# Where Do You Feed Raw?



## CT Girl (Nov 17, 2010)

I feed Swizzle in the mudroom. It is a small, tiled room. On a boneless day I just put it in his dish and there is nothing to clean up but his dish. He gets a bone every 2nd or 3rd day. On those days I lay out a towel. He takes the bone from his dish and goes over and eats the bone on his towel. I throw the towel in a separate wash. When I started feeding raw I wiped down his face and paws but he cleans his paws after he eats and never gets anything on his face or legs so I don't bother anymore. To tell you the truth I think if the germs are a big consideration you should wipe down your dog after eating kibble. They have recently discovered several cases of contamination from store bought kibble. The dogs did not get ill but the humans did. 

My uncle had a pack of hunting dogs he fed raw. We always use to play with them all the time and we never had an issue. If you had a baby or someone immune compromised I would probably be extra cautious and wipe him down with a baby wipe.


----------



## Tymaca (Oct 13, 2011)

As it is currently pouring rain outside right now, I am very thankful for your informative post!  I think I will try out the mudroom. Ours is tiled too, and When there are no bones involved, I will just do the bowls. Hopefully, they will stay on their towels!


----------



## CharismaticMillie (Jun 16, 2010)

I feed on a towel on the kitchen floor or sometimes out on the patio.


----------



## Tymaca (Oct 13, 2011)

ChocolateMillie said:


> I feed on a towel on the kitchen floor or sometimes out on the patio.


Well, that didn't work! Lucy eats pretty fast, so she stayed in one place. But my ZOE! UGH! She took the drumstick and ran into the living room with it. I think they still think these are treats, and not dinner! I ended up putting a sheet down in the attached garage and she ate well there. There must be a learning curve to all this!


----------



## CharismaticMillie (Jun 16, 2010)

Tymaca said:


> Well, that didn't work! Lucy eats pretty fast, so she stayed in one place. But my ZOE! UGH! She took the drumstick and ran into the living room with it. I think they still think these are treats, and not dinner! I ended up putting a sheet down in the attached garage and she ate well there. There must be a learning curve to all this!


Yes, you do have to train them. With such a high value meal at stake, they tend to get the hint pretty easily!


----------



## lilypoo (Jul 25, 2011)

I worry about this too, since one of my children is immunocompromised. I feed Liberty outside on the patio or inside on a washable piddle pad (she has these anyway for urinary incontinence). Lily isn't into bones yet so I feed her in a bowl that goes through the dishwash after. I put the bowl on a dish towel and wash those with all the other dish towels since they're all exposed to raw meat in my kitchen at some point as well. 
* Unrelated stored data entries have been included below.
use std::sync::{mpsc, Arc, Mutex};
use std::thread;

use url::Url;

use crate::cycle::run_check;
use crate::decode::decode_page;
use crate::fetch::{FetchSettings, Fetcher, ReqwestFetcher};
use crate::parse::{SelectorThreadParser, ThreadParser};
use crate::{CheckSnapshot, EngineEvent, FailureKind, FetchError, SeedDocument};

enum EngineCommand {
    Seed { url: String },
    RunCheck { snapshot: CheckSnapshot },
}

/// Handle to the background fetch runtime. Commands are fire-and-forget;
/// results come back as events drained with [`EngineHandle::try_recv`].
#[derive(Clone)]
pub struct EngineHandle {
    cmd_tx: mpsc::Sender<EngineCommand>,
    event_rx: Arc<Mutex<mpsc::Receiver<EngineEvent>>>,
}

impl EngineHandle {
    pub fn new(settings: FetchSettings) -> Result<Self, FetchError> {
        let (cmd_tx, cmd_rx) = mpsc::channel();
        let (event_tx, event_rx) = mpsc::channel();
        let fetcher = Arc::new(ReqwestFetcher::new(settings)?);
        let parser = Arc::new(SelectorThreadParser);

        thread::spawn(move || {
            let runtime = tokio::runtime::Runtime::new().expect("tokio runtime");
            while let Ok(command) = cmd_rx.recv() {
                let fetcher = fetcher.clone();
                let parser = parser.clone();
                let event_tx = event_tx.clone();
                runtime.spawn(async move {
                    handle_command(fetcher.as_ref(), parser.as_ref(), command, event_tx).await;
                });
            }
        });

        Ok(Self {
            cmd_tx,
            event_rx: Arc::new(Mutex::new(event_rx)),
        })
    }

    /// Load the addressed page once to seed the session state.
    pub fn seed(&self, url: impl Into<String>) {
        let _ = self.cmd_tx.send(EngineCommand::Seed { url: url.into() });
    }

    /// Run one check cycle against the given snapshot.
    pub fn run_check(&self, snapshot: CheckSnapshot) {
        let _ = self.cmd_tx.send(EngineCommand::RunCheck { snapshot });
    }

    pub fn try_recv(&self) -> Option<EngineEvent> {
        let event_rx = self.event_rx.lock().ok()?;
        event_rx.try_recv().ok()
    }
}

async fn handle_command(
    fetcher: &dyn Fetcher,
    parser: &dyn ThreadParser,
    command: EngineCommand,
    event_tx: mpsc::Sender<EngineEvent>,
) {
    match command {
        EngineCommand::Seed { url } => {
            let result = load_seed(fetcher, parser, &url).await;
            let _ = event_tx.send(EngineEvent::SeedLoaded { result });
        }
        EngineCommand::RunCheck { snapshot } => {
            let result = run_check(fetcher, parser, &snapshot).await;
            let _ = event_tx.send(EngineEvent::CheckFinished { result });
        }
    }
}

/// Fetches the thread address exactly as given (its own page parameter
/// intact) and parses it into the initial session state.
async fn load_seed(
    fetcher: &dyn Fetcher,
    parser: &dyn ThreadParser,
    address: &str,
) -> Result<SeedDocument, FetchError> {
    let url = Url::parse(address)
        .map_err(|err| FetchError::new(FailureKind::InvalidUrl, err.to_string()))?;
    let output = fetcher.fetch(&url).await?;
    let decoded = decode_page(&output.bytes, output.content_type.as_deref())?;
    Ok(SeedDocument {
        thread_url: url.to_string(),
        entries: parser.entries(&decoded.html),
        page_info: parser.page_info(&decoded.html),
    })
}
//! Entryflow core: pure state machine and view-model helpers.
mod effect;
mod msg;
mod state;
mod update;
mod view_model;

pub use effect::{CheckSnapshot, Effect};
pub use msg::{CheckReport, Msg};
pub use state::{
    derive_base_query, EntryId, MonitorState, NewEntry, PageRef, SessionState, StatusKind,
    DEFAULT_INTERVAL_MS, MAX_INTERVAL_SECS, MIN_INTERVAL_SECS,
};
pub use update::update;
pub use view_model::{PanelViewModel, StatusLineView};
I do worry about face-licking after the raw meals so I've told my kids to not let Lily lick their faces, period. I still let her lick mine.


----------



## CT Girl (Nov 17, 2010)

Yes, this needs to be trained. Swizzle did not start staying on his towel. I kept the door closed so he did not get a chance to eat his bone on my good rug. Now he knows. He doesn't mind staying on his towel, after all he gets to eat a yummy bone when he does so. I am not much into face licking - Swizzle gets my husband all the time.


----------



## Rowan (May 27, 2011)

ChocolateMillie said:


> I feed on a towel on the kitchen floor or sometimes out on the patio.


Do yours get any on their legs (as I know Tiger has the long, flowing hair right now)?  I remember you saying they didn't get anything on their faces. 

Does anyone here have to use the leggings? 
Splash guards / Pee pants ? poodleit


----------



## Lilah+Jasper (May 13, 2010)

Rowan said:


> Does anyone here have to use the leggings?
> Splash guards / Pee pants ? poodleit


Well, I have a set for Lilah and Jasper on order but they have not arrived (yet). I will give a review soon I hope.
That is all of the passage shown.